• Problem requirements: From the first line to the last, transcribe the data exactly.

(Stored items)
• • •
// File: crates/sheet-core/src/axis.rs
// Summary: Per-axis frame geometry: midline, half-extent and the two corridors.
//
// Both axes share one algorithm. Coordinates are expressed as `along` (the
// direction being subdivided) and `across` (through the corridor), and mapped
// back to sheet x/y by `AxisFrame::point`.

use crate::types::{Point, SheetBox, Size};

#[derive(Clone, Copy, Debug, PartialEq, Eq, Hash)]
pub enum Axis {
    /// Vertical axis subdivided into lettered rows; corridors left and right.
    Rows,
    /// Horizontal axis subdivided into numbered columns; corridors top and bottom.
    Columns,
}

/// Which of an axis' two corridors. `Near` sits at the outer-box edge closest
/// to the origin, `Far` is its mirror across the canvas centre.
#[derive(Clone, Copy, Debug, PartialEq, Eq, Hash)]
pub enum Corridor {
    Near,
    Far,
}

impl Corridor {
    pub const BOTH: [Corridor; 2] = [Corridor::Near, Corridor::Far];
}

/// Half of an axis relative to the midline. `Leading` is the smaller
/// coordinate (top or left), `Trailing` the larger.
#[derive(Clone, Copy, Debug, PartialEq, Eq, Hash)]
pub enum Side {
    Leading,
    Trailing,
}

impl Side {
    pub const fn sign(&self) -> f64 {
        match self {
            Side::Leading => -1.0,
            Side::Trailing => 1.0,
        }
    }
}

#[derive(Clone, Copy, Debug, PartialEq)]
pub struct AxisFrame {
    pub axis: Axis,
    /// Canvas centre along the subdivided direction.
    pub midline: f64,
    /// Inner-box extent along the subdivided direction.
    pub axis_length: f64,
    /// Outer-box edge (across) on the near corridor.
    pub near_edge: f64,
    /// Mirror of `near_edge` across the canvas.
    pub far_edge: f64,
    pub corridor_width: f64,
}

impl AxisFrame {
    pub fn new(axis: Axis, canvas: Size, outer: &SheetBox, inner: &SheetBox, corridor_width: f64) -> Self {
        let (midline, axis_length, near_edge, canvas_across) = match axis {
            Axis::Rows => (canvas.height / 2.0, inner.size.height, outer.left(), canvas.width),
            Axis::Columns => (canvas.width / 2.0, inner.size.width, outer.top(), canvas.height),
        };
        Self {
            axis,
            midline,
            axis_length,
            near_edge,
            far_edge: canvas_across - near_edge,
            corridor_width,
        }
    }

    /// Map axis-relative coordinates to a sheet point.
    pub fn point(&self, along: f64, across: f64) -> Point {
        match self.axis {
            Axis::Rows => Point::new(across, along),
            Axis::Columns => Point::new(along, across),
        }
    }

    /// Distance from the midline to the frame boundary.
    pub fn half_extent(&self) -> f64 {
        self.axis_length / 2.0
    }

    /// Offset of the `i`-th subdivision from the midline. `pitch(divisions)`
    /// lands on the frame boundary.
    pub fn pitch(&self, i: u32, divisions: u32) -> f64 {
        i as f64 * (self.axis_length / 2.0) / divisions as f64
    }

    /// `(outer edge, inner edge)` of a corridor, across the axis.
    pub fn corridor_span(&self, corridor: Corridor) -> (f64, f64) {
        match corridor {
            Corridor::Near => (self.near_edge, self.near_edge + self.corridor_width),
            Corridor::Far => (self.far_edge, self.far_edge - self.corridor_width),
        }
    }

    pub fn corridor_center(&self, corridor: Corridor) -> f64 {
        let (outer, inner) = self.corridor_span(corridor);
        (outer + inner) / 2.0
    }
}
• • •
• Output of the task:
// File: crates/sheet-core/src/axis.rs
// Summary: Per-axis frame geometry: midline, half-extent and the two corridors.
//
// Both axes share one algorithm. Coordinates are expressed as `along` (the
// direction being subdivided) and `across` (through the corridor), and mapped
// back to sheet x/y by `AxisFrame::point`.

use crate::types::{Point, SheetBox, Size};

#[derive(Clone, Copy, Debug, PartialEq, Eq, Hash)]
pub enum Axis {
    /// Vertical axis subdivided into lettered rows; corridors left and right.
    Rows,
    /// Horizontal axis subdivided into numbered columns; corridors top and bottom.
    Columns,
}

/// Which of an axis' two corridors. `Near` sits at the outer-box edge closest
/// to the origin, `Far` is its mirror across the canvas centre.
#[derive(Clone, Copy, Debug, PartialEq, Eq, Hash)]
pub enum Corridor {
    Near,
    Far,
}

impl Corridor {
    pub const BOTH: [Corridor; 2] = [Corridor::Near, Corridor::Far];
}

/// Half of an axis relative to the midline. `Leading` is the smaller
/// coordinate (top or left), `Trailing` the larger.
#[derive(Clone, Copy, Debug, PartialEq, Eq, Hash)]
pub enum Side {
    Leading,
    Trailing,
}

impl Side {
    pub const fn sign(&self) -> f64 {
        match self {
            Side::Leading => -1.0,
            Side::Trailing => 1.0,
        }
    }
}

#[derive(Clone, Copy, Debug, PartialEq)]
pub struct AxisFrame {
    pub axis: Axis,
    /// Canvas centre along the subdivided direction.
    pub midline: f64,
    /// Inner-box extent along the subdivided direction.
    pub axis_length: f64,
    /// Outer-box edge (across) on the near corridor.
    pub near_edge: f64,
    /// Mirror of `near_edge` across the canvas.
    pub far_edge: f64,
    pub corridor_width: f64,
}

impl AxisFrame {
    pub fn new(axis: Axis, canvas: Size, outer: &SheetBox, inner: &SheetBox, corridor_width: f64) -> Self {
        let (midline, axis_length, near_edge, canvas_across) = match axis {
            Axis::Rows => (canvas.height / 2.0, inner.size.height, outer.left(), canvas.width),
            Axis::Columns => (canvas.width / 2.0, inner.size.width, outer.top(), canvas.height),
        };
        Self {
            axis,
            midline,
            axis_length,
            near_edge,
            far_edge: canvas_across - near_edge,
            corridor_width,
        }
    }

    /// Map axis-relative coordinates to a sheet point.
    pub fn point(&self, along: f64, across: f64) -> Point {
        match self.axis {
            Axis::Rows => Point::new(across, along),
            Axis::Columns => Point::new(along, across),
        }
    }

    /// Distance from the midline to the frame boundary.
    pub fn half_extent(&self) -> f64 {
        self.axis_length / 2.0
    }

    /// Offset of the `i`-th subdivision from the midline. `pitch(divisions)`
    /// lands on the frame boundary.
    pub fn pitch(&self, i: u32, divisions: u32) -> f64 {
        i as f64 * (self.axis_length / 2.0) / divisions as f64
    }

    /// `(outer edge, inner edge)` of a corridor, across the axis.
    pub fn corridor_span(&self, corridor: Corridor) -> (f64, f64) {
        match corridor {
            Corridor::Near => (self.near_edge, self.near_edge + self.corridor_width),
            Corridor::Far => (self.far_edge, self.far_edge - self.corridor_width),
        }
    }

    pub fn corridor_center(&self, corridor: Corridor) -> f64 {
        let (outer, inner) = self.corridor_span(corridor);
        (outer + inner) / 2.0
    }
}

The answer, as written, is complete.